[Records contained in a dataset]
↓↓↓
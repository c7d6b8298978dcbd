use clap::{Subcommand, ValueEnum};
use eyre::{bail, WrapErr};
use shmcache_core::{LockTableConfig, LockTableConfigBuilder};
use shmcache_ipc::{EntryLock, LockTable};
use std::path::{Path, PathBuf};

#[derive(Subcommand)]
pub enum Commands {
    /// Create the lock table, resetting every slot to idle
    Create {
        /// Number of slots (overrides SHMCACHE_SLOTS and the config file)
        #[arg(long)]
        slots: Option<u32>,
    },
    /// Print the lock status report
    Stats {
        /// Emit JSON instead of the text report
        #[arg(long)]
        json: bool,
    },
    /// Print the state of each busy slot
    Dump {
        /// Include idle slots
        #[arg(long)]
        all: bool,
    },
    /// Try to take one lock once, then release it
    Probe {
        /// Slot index
        #[arg(long)]
        slot: usize,
        /// Lock mode to try
        #[arg(long, value_enum, default_value = "shared")]
        mode: ProbeMode,
    },
}

#[derive(Debug, Clone, Copy, PartialEq, Eq, ValueEnum)]
pub enum ProbeMode {
    Shared,
    Exclusive,
    Headers,
}

/// Defaults, then the config file, then the environment, then flags
pub fn resolve_config(file: Option<&Path>, path: Option<PathBuf>) -> eyre::Result<LockTableConfig> {
    let mut config = match file {
        Some(file) => LockTableConfig::from_file(file)
            .wrap_err_with(|| format!("loading {}", file.display()))?,
        None => LockTableConfig::default(),
    };
    config.apply_env()?;

    let mut builder = LockTableConfigBuilder::from_config(config);
    if let Some(path) = path {
        builder = builder.with_path(path);
    }
    Ok(builder.build()?)
}

impl Commands {
    pub fn execute(self, config: LockTableConfig) -> eyre::Result<()> {
        match self {
            Commands::Create { slots } => {
                let mut builder = LockTableConfigBuilder::from_config(config);
                if let Some(slots) = slots {
                    builder = builder.with_slots(slots);
                }
                let config = builder.build()?;
                let table = LockTable::create(&config)?;
                println!("{} slots at {}", table.len(), table.path().display());
                Ok(())
            }
            Commands::Stats { json } => {
                let table = LockTable::open(&config.path)?;
                let stats = table.stats();
                if json {
                    println!("{}", serde_json::to_string_pretty(&stats)?);
                } else {
                    print!("{stats}");
                }
                Ok(())
            }
            Commands::Dump { all } => {
                let table = LockTable::open(&config.path)?;
                for (index, lock) in table.iter().enumerate() {
                    let snapshot = lock.snapshot();
                    if all || !snapshot.is_idle() {
                        println!("{index:>8} {snapshot}");
                    }
                }
                Ok(())
            }
            Commands::Probe { slot, mode } => {
                let table = LockTable::open(&config.path)?;
                let Some(lock) = table.slot(slot) else {
                    bail!("slot {slot} is out of range (table has {})", table.len());
                };
                let acquired = probe(lock, mode);
                tracing::debug!(slot, ?mode, acquired, "probed lock");
                println!("{}", if acquired { "acquired" } else { "busy" });
                Ok(())
            }
        }
    }
}

fn probe(lock: &EntryLock, mode: ProbeMode) -> bool {
    match mode {
        ProbeMode::Shared => {
            let acquired = lock.lock_shared();
            if acquired {
                lock.unlock_shared();
            }
            acquired
        }
        ProbeMode::Exclusive => {
            let acquired = lock.lock_exclusive();
            if acquired {
                lock.unlock_exclusive();
            }
            acquired
        }
        ProbeMode::Headers => {
            let acquired = lock.lock_headers();
            if acquired {
                lock.unlock_headers();
            }
            acquired
        }
    }
}

#[cfg(test)]
mod tests {
    use super::*;

    #[test]
    fn test_probe_releases_what_it_takes() {
        let lock = EntryLock::new();
        for mode in [ProbeMode::Shared, ProbeMode::Exclusive, ProbeMode::Headers] {
            assert!(probe(&lock, mode));
            assert!(lock.snapshot().is_idle());
        }
    }

    #[test]
    fn test_probe_reports_busy_against_writer() {
        let lock = EntryLock::new();
        assert!(lock.lock_exclusive());
        assert!(!probe(&lock, ProbeMode::Shared));
        assert!(!probe(&lock, ProbeMode::Headers));
        assert!(!probe(&lock, ProbeMode::Exclusive));
        assert_eq!(lock.to_string(), "0RW");
    }
}
//! File-backed lock table shared by every worker
//!
//! The table is a header followed by an array of [`EntryLock`] slots in a
//! file mapped with `MAP_SHARED`. Every process (or thread) that maps the
//! same file sees and mutates the same locks. Creating a table always starts
//! from zeroed slots: locks do not survive a restart.
//!
//! ```text
//! offset 0   magic "SHMCLOCK"          8 bytes
//!        8   format version (le u32)   4 bytes
//!       12   slot count     (le u32)   4 bytes
//!       16   slot size      (le u32)   4 bytes
//!       20   reserved                 44 bytes
//!       64   slot 0, slot 1, ...      16 bytes each
//! ```

use crate::read_write_lock::EntryLock;
use crate::stats::LockStats;
use memmap2::MmapMut;
use shmcache_core::{Error, LockTableConfig, Result, TABLE_FORMAT_VERSION, TABLE_MAGIC};
use std::fs::{File, OpenOptions};
use std::path::{Path, PathBuf};
use std::ptr::NonNull;
use tracing::{debug, info, warn};

/// Size of the header; also the offset of the first slot
pub const HEADER_SIZE: usize = 64;

const SLOT_SIZE: usize = std::mem::size_of::<EntryLock>();

const _: () = assert!(HEADER_SIZE % std::mem::align_of::<EntryLock>() == 0);

/// Decoded table header
#[derive(Debug, Clone, Copy, PartialEq, Eq)]
pub struct TableHeader {
    pub version: u32,
    pub slot_count: u32,
    pub slot_size: u32,
}

impl TableHeader {
    fn new(slot_count: u32) -> Self {
        Self {
            version: TABLE_FORMAT_VERSION,
            slot_count,
            slot_size: SLOT_SIZE as u32,
        }
    }

    fn encode(&self, buf: &mut [u8]) {
        buf[..HEADER_SIZE].fill(0);
        buf[0..8].copy_from_slice(&TABLE_MAGIC);
        buf[8..12].copy_from_slice(&self.version.to_le_bytes());
        buf[12..16].copy_from_slice(&self.slot_count.to_le_bytes());
        buf[16..20].copy_from_slice(&self.slot_size.to_le_bytes());
    }

    fn decode(buf: &[u8], path: &Path) -> Result<Self> {
        if buf.len() < HEADER_SIZE {
            return Err(Error::corrupted(path, "file is shorter than the table header"));
        }
        if buf[0..8] != TABLE_MAGIC {
            return Err(Error::corrupted(path, "bad magic"));
        }

        let header = Self {
            version: read_u32(buf, 8),
            slot_count: read_u32(buf, 12),
            slot_size: read_u32(buf, 16),
        };

        if header.version != TABLE_FORMAT_VERSION {
            return Err(Error::version_mismatch(TABLE_FORMAT_VERSION, header.version));
        }
        if header.slot_size as usize != SLOT_SIZE {
            return Err(Error::corrupted(
                path,
                format!(
                    "slot size is {} bytes, expected {SLOT_SIZE}",
                    header.slot_size
                ),
            ));
        }
        Ok(header)
    }

    fn file_len(&self) -> usize {
        HEADER_SIZE + self.slot_count as usize * SLOT_SIZE
    }
}

fn read_u32(buf: &[u8], offset: usize) -> u32 {
    let mut out = [0u8; 4];
    out.copy_from_slice(&buf[offset..offset + 4]);
    u32::from_le_bytes(out)
}

/// Shared array of entry locks backed by a mapped file
pub struct LockTable {
    path: PathBuf,
    header: TableHeader,
    slots: NonNull<EntryLock>,
    // keeps the mapping alive; `slots` points into it
    mmap: MmapMut,
    _file: File,
}

// SAFETY: the slots are only reachable as `&EntryLock`, which is Sync, and
// the mapping lives as long as the table.
unsafe impl Send for LockTable {}
unsafe impl Sync for LockTable {}

impl LockTable {
    /// Create (or recreate) a table with every slot idle
    ///
    /// No worker may hold a lock in the table while it is recreated: every
    /// slot is zeroed, held locks included. A file that already has this
    /// table's layout is reset in place and never shrunk, so mappings still
    /// attached to it stay valid. Any other file is truncated and resized,
    /// which invalidates existing mappings of it.
    pub fn create(config: &LockTableConfig) -> Result<Self> {
        config.validate()?;
        let path = config.path.clone();
        let header = TableHeader::new(config.slots);

        let file = OpenOptions::new()
            .create(true)
            .truncate(false)
            .read(true)
            .write(true)
            .open(&path)
            .map_err(|e| Error::io(&path, "create lock table", e))?;

        let actual_len = file
            .metadata()
            .map_err(|e| Error::io(&path, "stat lock table", e))?
            .len();
        let reusable = actual_len == header.file_len() as u64 && Self::has_layout(&file, &header);

        if !reusable {
            // a freshly extended file reads as zeros, i.e. idle locks
            file.set_len(0)
                .and_then(|()| file.set_len(header.file_len() as u64))
                .map_err(|e| Error::io(&path, "size lock table", e))?;
        }

        // SAFETY: the file is only ever modified through mappings of this
        // layout; the slots are atomics and tolerate concurrent mutation.
        let mut mmap = unsafe { MmapMut::map_mut(&file) }
            .map_err(|e| Error::io(&path, "map lock table", e))?;
        header.encode(&mut mmap);
        mmap.flush()
            .map_err(|e| Error::io(&path, "flush lock table header", e))?;

        let table = Self::from_parts(path, header, mmap, file)?;
        if reusable {
            let busy = table.busy().count();
            if busy > 0 {
                warn!(path = %table.path.display(), busy, "resetting busy slots of existing lock table");
            }
            table.iter().for_each(EntryLock::reset);
        }

        info!(path = %table.path.display(), slots = header.slot_count, reused = reusable, "created lock table");
        Ok(table)
    }

    /// Whether `file` already holds a table header matching `expected`
    fn has_layout(file: &File, expected: &TableHeader) -> bool {
        // SAFETY: see `create`; this mapping is only read.
        let Ok(mmap) = (unsafe { memmap2::Mmap::map(file) }) else {
            return false;
        };
        matches!(TableHeader::decode(&mmap, Path::new("")), Ok(header) if header == *expected)
    }

    /// Attach to an existing table
    pub fn open(path: impl AsRef<Path>) -> Result<Self> {
        let path = path.as_ref().to_path_buf();
        let file = OpenOptions::new()
            .read(true)
            .write(true)
            .open(&path)
            .map_err(|e| Error::io(&path, "open lock table", e))?;

        let actual_len = file
            .metadata()
            .map_err(|e| Error::io(&path, "stat lock table", e))?
            .len();
        if actual_len < HEADER_SIZE as u64 {
            return Err(Error::corrupted(&path, "file is shorter than the table header"));
        }

        // SAFETY: see `create`.
        let mmap = unsafe { MmapMut::map_mut(&file) }
            .map_err(|e| Error::io(&path, "map lock table", e))?;
        let header = TableHeader::decode(&mmap, &path)?;
        if mmap.len() < header.file_len() {
            return Err(Error::corrupted(
                &path,
                format!(
                    "{} slots need {} bytes, file has {}",
                    header.slot_count,
                    header.file_len(),
                    mmap.len()
                ),
            ));
        }

        info!(path = %path.display(), slots = header.slot_count, "attached to lock table");
        Self::from_parts(path, header, mmap, file)
    }

    fn from_parts(path: PathBuf, header: TableHeader, mut mmap: MmapMut, file: File) -> Result<Self> {
        // SAFETY: the mapping is page aligned and at least `file_len()` long,
        // so the slot array starts in bounds at an offset aligned for EntryLock.
        let base = unsafe { mmap.as_mut_ptr().add(HEADER_SIZE) }.cast::<EntryLock>();
        let slots = NonNull::new(base)
            .ok_or_else(|| Error::corrupted(&path, "mapping returned a null address"))?;
        Ok(Self {
            path,
            header,
            slots,
            mmap,
            _file: file,
        })
    }

    /// Backing file
    pub fn path(&self) -> &Path {
        &self.path
    }

    pub fn header(&self) -> TableHeader {
        self.header
    }

    /// Number of slots
    pub fn len(&self) -> usize {
        self.header.slot_count as usize
    }

    pub fn is_empty(&self) -> bool {
        self.len() == 0
    }

    /// The lock in slot `index`, if there is such a slot
    pub fn slot(&self, index: usize) -> Option<&EntryLock> {
        if index >= self.len() {
            return None;
        }
        // SAFETY: in bounds per the check above; all bit patterns of the
        // slot's atomics are valid.
        Some(unsafe { &*self.slots.as_ptr().add(index) })
    }

    /// All locks in slot order
    pub fn iter(&self) -> impl Iterator<Item = &EntryLock> + '_ {
        (0..self.len()).filter_map(move |index| self.slot(index))
    }

    /// Slots somebody reads or writes, with their indices
    pub fn busy(&self) -> impl Iterator<Item = (usize, &EntryLock)> + '_ {
        self.iter()
            .enumerate()
            .filter(|(_, lock)| !lock.snapshot().is_idle())
    }

    /// Return one slot's lock to idle for reuse by a new entry
    ///
    /// Returns `false` for an out-of-range index. The caller must own the
    /// slot: nobody else may be using its lock.
    pub fn reset_slot(&self, index: usize) -> bool {
        match self.slot(index) {
            Some(lock) => {
                debug!(index, state = %lock, "recycling lock slot");
                lock.reset();
                true
            }
            None => false,
        }
    }

    /// Best-effort statistics over every slot
    pub fn stats(&self) -> LockStats {
        LockStats::collect(self.iter())
    }

    /// Write the mapping back to the file
    pub fn flush(&self) -> Result<()> {
        self.mmap
            .flush()
            .map_err(|e| Error::io(&self.path, "flush lock table", e))
    }
}

impl std::fmt::Debug for LockTable {
    fn fmt(&self, f: &mut std::fmt::Formatter<'_>) -> std::fmt::Result {
        f.debug_struct("LockTable")
            .field("path", &self.path)
            .field("header", &self.header)
            .finish()
    }
}
//! Fatal checks for lock misuse
//!
//! Releasing a lock that is not held, or entering a sub-state without its
//! parent lock, means some process has already broken the slot's invariant.
//! Other processes may be relying on that invariant, so we stop here.

use std::sync::atomic::{AtomicBool, Ordering};

/// Panic unless `condition` holds
#[inline]
#[track_caller]
pub(crate) fn require(condition: bool, operation: &'static str, requirement: &'static str) {
    if !condition {
        violated(operation, requirement);
    }
}

/// Panic unless `flag` is set
///
/// The flag is left set either way. A set flag keeps other processes away
/// from the broken entry.
#[inline]
#[track_caller]
pub(crate) fn require_flag_set(flag: &AtomicBool, operation: &'static str) {
    if !flag.swap(true, Ordering::Relaxed) {
        violated(operation, "headers lock must be held");
    }
}

#[cold]
#[inline(never)]
#[track_caller]
fn violated(operation: &'static str, requirement: &'static str) -> ! {
    tracing::error!(operation, requirement, "entry lock misuse");
    panic!("entry lock misuse in {operation}: {requirement}");
}
use clap::Parser;
use std::path::PathBuf;

mod commands;

use commands::Commands;

#[derive(Parser)]
#[command(name = "shmcache")]
#[command(about = "Inspect and manage shared cache lock tables", long_about = None)]
#[command(version)]
struct Cli {
    /// Lock table file (overrides SHMCACHE_TABLE_PATH and the config file)
    #[arg(long, global = true)]
    path: Option<PathBuf>,

    /// JSON configuration file
    #[arg(long, global = true)]
    config: Option<PathBuf>,

    #[command(subcommand)]
    command: Commands,
}

fn main() -> eyre::Result<()> {
    color_eyre::install()?;
    shmcache_utils::tracing::init()
        .map_err(|e| eyre::eyre!("failed to initialize tracing: {e}"))?;

    let cli = Cli::parse();
    let config = commands::resolve_config(cli.config.as_deref(), cli.path)?;
    cli.command.execute(config)
}
use thiserror::Error;

/// Errors raised while building, decoding or configuring a query.
#[derive(Debug, Clone, PartialEq, Eq, Error)]
pub enum QueryError {
    #[error("hash string length {len} is not a multiple of the hash width {width}")]
    MalformedHashString { len: usize, width: usize },

    #[error("{operation} requires a term set, but the query was built from hashes")]
    MissingTermSet { operation: &'static str },

    #[error("decoded hash does not match the digest of its word")]
    HashMismatch,

    #[error("invalid query configuration: {0}")]
    InvalidConfig(String),

    #[error("invalid constraint pattern: {0:?}")]
    InvalidConstraint(String),

    #[error("CBOR encoding error: {0}")]
    Encoding(String),
}

pub type Result<T> = std::result::Result<T, QueryError>;
use std::collections::BTreeSet;
use std::fmt;

use base64::engine::general_purpose::URL_SAFE_NO_PAD;
use base64::Engine;
use serde::{Deserialize, Serialize};
use sha2::{Digest, Sha256};

use crate::config::{QueryConfig, DEFAULT_ANONYMIZE_PREFIX, DEFAULT_HASH_WIDTH};
use crate::error::{QueryError, Result};

/// Appended to every hash prefix in log output.
pub const ANONYMIZED_SUFFIX: &str = ".........";

/// Deterministic word digest; every node must return the same bytes for the same word.
pub trait WordDigest {
    fn digest(&self, word: &str) -> [u8; 32];
}

/// sha256(word)
#[derive(Clone, Copy, Debug, Default)]
pub struct Sha256Digest;

impl WordDigest for Sha256Digest {
    fn digest(&self, word: &str) -> [u8; 32] {
        let mut hasher = Sha256::new();
        hasher.update(word.as_bytes());
        hasher.finalize().into()
    }
}

/// A word hash of exactly the configured width, drawn from the URL-safe base64 alphabet.
#[derive(Clone, Debug, PartialEq, Eq, PartialOrd, Ord, Hash, Serialize, Deserialize)]
#[serde(transparent)]
pub struct FixedHash(String);

impl FixedHash {
    pub fn as_str(&self) -> &str {
        &self.0
    }

    /// Number of chars in the hash.
    pub fn width(&self) -> usize {
        self.0.chars().count()
    }

    /// The first `len` chars, or the whole hash when it is shorter.
    pub fn prefix(&self, len: usize) -> &str {
        match self.0.char_indices().nth(len) {
            Some((idx, _)) => &self.0[..idx],
            None => &self.0,
        }
    }
}

impl fmt::Display for FixedHash {
    fn fmt(&self, f: &mut fmt::Formatter<'_>) -> fmt::Result {
        f.write_str(&self.0)
    }
}

/// Converts words to fixed-width hashes and hash sets to and from their
/// flat wire form (hash chunks concatenated without a delimiter).
#[derive(Clone, Debug)]
pub struct HashCodec<D: WordDigest = Sha256Digest> {
    width: usize,
    log_prefix: usize,
    digest: D,
}

impl HashCodec<Sha256Digest> {
    pub fn new(config: &QueryConfig) -> Result<Self> {
        Self::with_digest(config, Sha256Digest)
    }
}

impl Default for HashCodec<Sha256Digest> {
    fn default() -> Self {
        Self {
            width: DEFAULT_HASH_WIDTH,
            log_prefix: DEFAULT_ANONYMIZE_PREFIX,
            digest: Sha256Digest,
        }
    }
}

impl<D: WordDigest> HashCodec<D> {
    pub fn with_digest(config: &QueryConfig, digest: D) -> Result<Self> {
        config.validate()?;
        Ok(Self {
            width: config.hash_width,
            log_prefix: config.anonymize_prefix,
            digest,
        })
    }

    pub fn width(&self) -> usize {
        self.width
    }

    /// Hash one word: base64 of its digest, cut to the codec width.
    pub fn hash_word(&self, word: &str) -> FixedHash {
        let encoded = URL_SAFE_NO_PAD.encode(self.digest.digest(word));
        FixedHash(encoded[..self.width].to_string())
    }

    /// Hash every word. Distinct words sharing a hash collapse into one entry.
    pub fn tokens_to_hashes(&self, words: &BTreeSet<String>) -> BTreeSet<FixedHash> {
        words.iter().map(|w| self.hash_word(w)).collect()
    }

    /// Split a flat hash string into its fixed-width chunks.
    /// An empty string decodes to the empty set.
    pub fn decode(&self, flat: &str) -> Result<BTreeSet<FixedHash>> {
        let chars: Vec<char> = flat.chars().collect();
        if chars.len() % self.width != 0 {
            tracing::warn!(
                "rejecting hash string of {} chars, width is {}",
                chars.len(),
                self.width
            );
            return Err(QueryError::MalformedHashString {
                len: chars.len(),
                width: self.width,
            });
        }
        Ok(chars
            .chunks(self.width)
            .map(|chunk| FixedHash(chunk.iter().collect()))
            .collect())
    }

    /// Concatenate hashes in iteration order. Passing a `BTreeSet` yields the
    /// canonical (sorted) form that every peer reproduces.
    pub fn encode<'a, I>(&self, hashes: I) -> String
    where
        I: IntoIterator<Item = &'a FixedHash>,
    {
        encode_hashes(hashes)
    }

    /// Render hashes for logging: `[abc........., xyz.........]`.
    /// Only the configured prefix of each hash is shown, which is always
    /// shorter than the hash itself.
    pub fn anonymize<'a, I>(&self, hashes: I) -> String
    where
        I: IntoIterator<Item = &'a FixedHash>,
    {
        let parts: Vec<String> = hashes
            .into_iter()
            .map(|h| format!("{}{}", h.prefix(self.log_prefix), ANONYMIZED_SUFFIX))
            .collect();
        format!("[{}]", parts.join(", "))
    }

    /// Accept a hash received from elsewhere if it has this codec's width.
    pub fn check(&self, hash: &FixedHash) -> Result<()> {
        let len = hash.width();
        if len != self.width {
            return Err(QueryError::MalformedHashString {
                len,
                width: self.width,
            });
        }
        Ok(())
    }
}

/// Concatenate hashes in iteration order, without a delimiter.
pub fn encode_hashes<'a, I>(hashes: I) -> String
where
    I: IntoIterator<Item = &'a FixedHash>,
{
    let mut flat = String::new();
    for hash in hashes {
        flat.push_str(hash.as_str());
    }
    flat
}
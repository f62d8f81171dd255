use unicode_normalization::char::is_combining_mark;
use unicode_normalization::UnicodeNormalization;

/// Maps extended-Latin letters onto plain ASCII before a query is tokenized.
pub trait CharFolding {
    fn fold(&self, text: &str) -> String;
}

/// Default transliteration: German umlauts and ligatures spelled out,
/// every other diacritic dropped from its base letter.
#[derive(Clone, Copy, Debug, Default)]
pub struct LatinFolding;

const TRANSLITERATIONS: &[(char, &str)] = &[
    ('\u{00E4}', "ae"),
    ('\u{00F6}', "oe"),
    ('\u{00FC}', "ue"),
    ('\u{00C4}', "Ae"),
    ('\u{00D6}', "Oe"),
    ('\u{00DC}', "Ue"),
    ('\u{00DF}', "ss"),
    ('\u{1E9E}', "SS"),
    ('\u{00E6}', "ae"),
    ('\u{00C6}', "Ae"),
    ('\u{0153}', "oe"),
    ('\u{0152}', "Oe"),
    ('\u{00F8}', "o"),
    ('\u{00D8}', "O"),
    ('\u{0142}', "l"),
    ('\u{0141}', "L"),
    ('\u{0111}', "d"),
    ('\u{0110}', "D"),
];

impl CharFolding for LatinFolding {
    fn fold(&self, text: &str) -> String {
        let mut spelled = String::with_capacity(text.len());
        for c in text.nfc() {
            match transliterate(c) {
                Some(s) => spelled.push_str(s),
                None => spelled.push(c),
            }
        }
        strip_diacritics(&spelled)
    }
}

fn transliterate(c: char) -> Option<&'static str> {
    if c.is_ascii() {
        return None;
    }
    TRANSLITERATIONS
        .iter()
        .find(|(from, _)| *from == c)
        .map(|(_, to)| *to)
}

/// Decompose and drop combining marks: "café" becomes "cafe".
pub fn strip_diacritics(s: &str) -> String {
    s.nfd().filter(|c| !is_combining_mark(*c)).collect()
}
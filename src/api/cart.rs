//! Cart endpoints. Mutations return only a status message; callers
//! re-fetch the cart afterwards.

use serde_json::json;

use super::transport::ApiRequest;
use super::{ApiClient, ApiError};
use crate::models::Cart;

impl ApiClient {
    pub async fn current_cart(&self) -> Result<Cart, ApiError> {
        self.send_json(ApiRequest::get("/api/cart/current/")).await
    }

    pub async fn add_cart_item(&self, product_id: u64, quantity: u32) -> Result<(), ApiError> {
        let body = json!({ "product_id": product_id, "quantity": quantity });
        self.send(ApiRequest::post("/api/cart/add_item/").json(&body)?)
            .await?;
        Ok(())
    }

    pub async fn update_cart_item(&self, item_id: u64, quantity: u32) -> Result<(), ApiError> {
        let body = json!({ "item_id": item_id, "quantity": quantity });
        self.send(ApiRequest::patch("/api/cart/update_item/").json(&body)?)
            .await?;
        Ok(())
    }

    pub async fn remove_cart_item(&self, item_id: u64) -> Result<(), ApiError> {
        let body = json!({ "item_id": item_id });
        self.send(ApiRequest::delete("/api/cart/remove_item/").json(&body)?)
            .await?;
        Ok(())
    }

    pub async fn clear_cart(&self) -> Result<(), ApiError> {
        self.send(ApiRequest::delete("/api/cart/clear/")).await?;
        Ok(())
    }
}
↑↑↑
> Description of the task
Within the data above, the span starting at the line containing "let reusable = actual_len" and ending at the line containing "if actual_len <" is to be retyped exactly, with no other lines.

> Solution for this exercise
        let reusable = actual_len == header.file_len() as u64 && Self::has_layout(&file, &header);

        if !reusable {
            // a freshly extended file reads as zeros, i.e. idle locks
            file.set_len(0)
                .and_then(|()| file.set_len(header.file_len() as u64))
                .map_err(|e| Error::io(&path, "size lock table", e))?;
        }

        // SAFETY: the file is only ever modified through mappings of this
        // layout; the slots are atomics and tolerate concurrent mutation.
        let mut mmap = unsafe { MmapMut::map_mut(&file) }
            .map_err(|e| Error::io(&path, "map lock table", e))?;
        header.encode(&mut mmap);
        mmap.flush()
            .map_err(|e| Error::io(&path, "flush lock table header", e))?;

        let table = Self::from_parts(path, header, mmap, file)?;
        if reusable {
            let busy = table.busy().count();
            if busy > 0 {
                warn!(path = %table.path.display(), busy, "resetting busy slots of existing lock table");
            }
            table.iter().for_each(EntryLock::reset);
        }

        info!(path = %table.path.display(), slots = header.slot_count, reused = reusable, "created lock table");
        Ok(table)
    }

    /// Whether `file` already holds a table header matching `expected`
    fn has_layout(file: &File, expected: &TableHeader) -> bool {
        // SAFETY: see `create`; this mapping is only read.
        let Ok(mmap) = (unsafe { memmap2::Mmap::map(file) }) else {
            return false;
        };
        matches!(TableHeader::decode(&mmap, Path::new("")), Ok(header) if header == *expected)
    }

    /// Attach to an existing table
    pub fn open(path: impl AsRef<Path>) -> Result<Self> {
        let path = path.as_ref().to_path_buf();
        let file = OpenOptions::new()
            .read(true)
            .write(true)
            .open(&path)
            .map_err(|e| Error::io(&path, "open lock table", e))?;

        let actual_len = file
            .metadata()
            .map_err(|e| Error::io(&path, "stat lock table", e))?
            .len();
        if actual_len < HEADER_SIZE as u64 {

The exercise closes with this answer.